Indefinite prison for suspect who won’t decrypt hard drives, US government says - LukeB_UK
http://arstechnica.co.uk/tech-policy/2016/05/indefinite-prison-for-not-decrypting-hard-drives-usa/
======
virmundi
The best part of this whole story is the unintended consequence of attack.
Don't like someone, encrypt a zip drive with drivel, toss it in his car and
call the cops. Say you saw him looking at what could be kiddie porn. The guy
doesn't know the password. Life in prison. No excuse.

This applies not merely to Bob in Accounting that's a dick, but to everyone:
Congress! Start sniping political enemies. A jump drive here. A hard drive
there. Soon, you could have 6 or so Congressional individuals going to jail
for a child porn ring. The Feds would think it's a great prisoner dilemma. No
one's turning on each other.
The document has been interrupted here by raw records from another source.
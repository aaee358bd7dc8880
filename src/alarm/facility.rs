//! Host alarm facility and a file-backed implementation.
//!
//! The facility only knows one-shot wake-ups: a target, an opaque payload,
//! and a due time. Repeating behaviour is the caller's job.

use crate::clock::Clock;
use crate::store::document::{load_record, save_record};
use serde::{Deserialize, Serialize};
use std::fmt;
use std::path::PathBuf;
use std::sync::{Arc, Mutex};

/// Opaque identifier of one pending wake-up. Never zero.
#[derive(Debug, Clone, Copy, PartialEq, Eq, PartialOrd, Ord, Hash, Serialize, Deserialize)]
#[serde(transparent)]
pub struct AlarmHandle(pub u64);

impl fmt::Display for AlarmHandle {
    fn fmt(&self, f: &mut fmt::Formatter<'_>) -> fmt::Result {
        write!(f, "alarm#{}", self.0)
    }
}

/// A one-shot wake-up request.
#[derive(Debug, Clone, PartialEq, Eq)]
pub struct AlarmRequest {
    /// Service the host should wake.
    pub target: String,
    /// Payload delivered verbatim on wake-up.
    pub payload: String,
    /// Delay from now, in seconds.
    pub delay_secs: u64,
}

/// The host's alarm API.
pub trait AlarmFacility: Send + Sync {
    /// Schedule a wake-up. `None` means the host refused it.
    fn set(&self, request: AlarmRequest) -> Option<AlarmHandle>;

    /// All pending wake-ups, earliest first.
    fn pending(&self) -> Vec<AlarmHandle>;

    /// Cancel a wake-up. Unknown handles are ignored.
    fn cancel(&self, handle: AlarmHandle);
}

/// A wake-up recorded in the alarm table.
#[derive(Debug, Clone, PartialEq, Eq, Serialize, Deserialize)]
#[serde(rename_all = "camelCase")]
pub struct PendingAlarm {
    pub id: AlarmHandle,
    pub due_at_ms: u64,
    pub target: String,
    pub payload: String,
}

#[derive(Debug, Default, Serialize, Deserialize)]
#[serde(default, rename_all = "camelCase")]
struct AlarmTable {
    next_id: u64,
    alarms: Vec<PendingAlarm>,
}

impl AlarmTable {
    fn allocate_id(&mut self) -> AlarmHandle {
        let id = self.next_id.max(1);
        self.next_id = id.saturating_add(1);
        AlarmHandle(id)
    }
}

/// Alarm table persisted as JSON, so wake-ups survive host restarts.
///
/// The host loop polls [`next_due`](Self::next_due) and drains fired alarms
/// with [`take_due`](Self::take_due).
pub struct FileAlarmFacility {
    path: PathBuf,
    clock: Arc<dyn Clock>,
    lock: Mutex<()>,
}

impl FileAlarmFacility {
    pub fn new(path: impl Into<PathBuf>, clock: Arc<dyn Clock>) -> Self {
        Self {
            path: path.into(),
            clock,
            lock: Mutex::new(()),
        }
    }

    /// Due time of the earliest pending alarm.
    #[must_use]
    pub fn next_due(&self) -> Option<u64> {
        let _guard = self.lock.lock().unwrap_or_else(|e| e.into_inner());
        self.read_table()
            .alarms
            .iter()
            .map(|a| a.due_at_ms)
            .min()
    }

    /// Remove and return every alarm due at or before `now_ms`, earliest first.
    pub fn take_due(&self, now_ms: u64) -> Vec<PendingAlarm> {
        let _guard = self.lock.lock().unwrap_or_else(|e| e.into_inner());
        let mut table = self.read_table();
        let (mut due, rest): (Vec<_>, Vec<_>) = table
            .alarms
            .into_iter()
            .partition(|a| a.due_at_ms <= now_ms);
        if due.is_empty() {
            return due;
        }
        table.alarms = rest;
        if let Err(e) = save_record(&self.path, &table) {
            tracing::error!(error = %e, "cannot persist alarm table after firing");
        }
        due.sort_by_key(|a| (a.due_at_ms, a.id));
        due
    }

    /// Snapshot of every pending alarm.
    #[must_use]
    pub fn list(&self) -> Vec<PendingAlarm> {
        let _guard = self.lock.lock().unwrap_or_else(|e| e.into_inner());
        let mut alarms = self.read_table().alarms;
        alarms.sort_by_key(|a| (a.due_at_ms, a.id));
        alarms
    }

    fn read_table(&self) -> AlarmTable {
        load_record(&self.path)
    }
}

impl AlarmFacility for FileAlarmFacility {
    fn set(&self, request: AlarmRequest) -> Option<AlarmHandle> {
        let _guard = self.lock.lock().unwrap_or_else(|e| e.into_inner());
        let mut table = self.read_table();
        let id = table.allocate_id();
        let due_at_ms = self
            .clock
            .now_ms()
            .saturating_add(request.delay_secs.saturating_mul(1000));
        table.alarms.push(PendingAlarm {
            id,
            due_at_ms,
            target: request.target,
            payload: request.payload,
        });

        match save_record(&self.path, &table) {
            Ok(()) => Some(id),
            Err(e) => {
                tracing::error!(error = %e, "cannot persist alarm table");
                None
            }
        }
    }

    fn pending(&self) -> Vec<AlarmHandle> {
        self.list().into_iter().map(|a| a.id).collect()
    }

    fn cancel(&self, handle: AlarmHandle) {
        let _guard = self.lock.lock().unwrap_or_else(|e| e.into_inner());
        let mut table = self.read_table();
        let before = table.alarms.len();
        table.alarms.retain(|a| a.id != handle);
        if table.alarms.len() == before {
            return;
        }
        if let Err(e) = save_record(&self.path, &table) {
            tracing::error!(error = %e, %handle, "cannot persist alarm cancellation");
        }
    }
}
Again, anonymous tip claiming that the right
honorable Representative Duggans was watching kiddie porn late at night in his
office. The same tipster told the police that while he was jacking it he
thanked Representative O'Connel for the present over the phone (make sure to
wait for an actual call so their is evidence).

Sure eventually all of this will die down. Until then, for $100 bucks and a
few hours you can sit back, eat some popcorn and watch the system implode. Do
it right and you'll get years of fun for everyone.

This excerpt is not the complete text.